It wasn’t an entirely uneventful day, however.

The Pentagon gave a $22 million indefinite-delivery/indefinite-quantity contract to EMC . This contract calls upon EMC to provide “instrumentation support for instrumentation loading, integration, analysis and display (ILIAD), Enterprise Test Data Management System (ETDMS), Odyssey, and supplies to Air Force test customers.” The contract has an estimated completion date of April 2, 2017.

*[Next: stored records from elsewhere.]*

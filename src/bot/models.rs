//! Agent decision-history models.

use crate::game::entities::{Chips, Decision, DecisionKind, Street};
use chrono::{DateTime, Utc};
use serde::Serialize;
use std::fmt;

/// Which path produced a turn's decision.
#[derive(Clone, Copy, Debug, Eq, PartialEq, Serialize)]
#[serde(rename_all = "lowercase")]
pub enum DecisionSource {
    /// The advisory service replied and the reply was legalized.
    Advisory,
    /// The advisory path failed; the deterministic fallback decided.
    Fallback,
}

impl fmt::Display for DecisionSource {
    fn fmt(&self, f: &mut fmt::Formatter) -> fmt::Result {
        match self {
            Self::Advisory => write!(f, "advisory"),
            Self::Fallback => write!(f, "fallback"),
        }
    }
}

/// One completed turn, as recorded in the agent's history.
///
/// Records are immutable once appended; `proposed` keeps the pre-legalization
/// decision so adjusted advice stays visible.
#[derive(Clone, Debug, Serialize)]
pub struct DecisionRecord {
    pub timestamp: DateTime<Utc>,
    pub street: Street,
    pub hole_cards: String,
    pub community_cards: String,
    pub stack: Chips,
    pub pot_size: Chips,
    pub source: DecisionSource,
    pub proposed: Decision,
    pub final_kind: DecisionKind,
    pub final_amount: Chips,
}

/// Append-only, in-memory decision history for one agent session.
///
/// Retained for the session; nothing here prunes it.
#[derive(Debug, Default)]
pub struct DecisionLog {
    records: Vec<DecisionRecord>,
}

impl DecisionLog {
    pub fn push(&mut self, record: DecisionRecord) {
        self.records.push(record);
    }

    pub fn records(&self) -> &[DecisionRecord] {
        &self.records
    }

    pub fn len(&self) -> usize {
        self.records.len()
    }

    pub fn is_empty(&self) -> bool {
        self.records.is_empty()
    }

    /// Serializes the whole session history, for callers that persist it.
    pub fn export_json(&self) -> serde_json::Result<String> {
        serde_json::to_string_pretty(&self.records)
    }
}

Meanwhile, the DOD had some disappointing news for Booz Allen Hamilton shareholders. You know how we reported last week that Booz Allen got the biggest of several contracts awarded back on March 29?About $59.4 million to provide “additional systems engineering and integration support for launch test and range system programs” for the U.S. Air Force? Well, as it turns out, most of that remains true. However, when the DOD said “$59.4 million,” what it really meant to say was “$8.9 million.” The Pentagon announced this minor correction today, and the value of Booz Allen‘s contract instantly shrank by 85%. Oops.


 

The article Pentagon Shrinks Value of Booz Allen Contract by 85% originally appeared on Fool.com.

Fool contributor Rich Smith has no position in any stocks mentioned. The Motley Fool owns shares of EMC. Try any of our Foolish newsletter services free for 30 days. We Fools may not all hold the same opinions, but we all believe that considering a diverse range of insights makes us better investors. The Motley Fool has a disclosure policy.

Copyright © 1995 – 2013 The Motley Fool, LLC. All rights reserved. The Motley Fool has a disclosure policy.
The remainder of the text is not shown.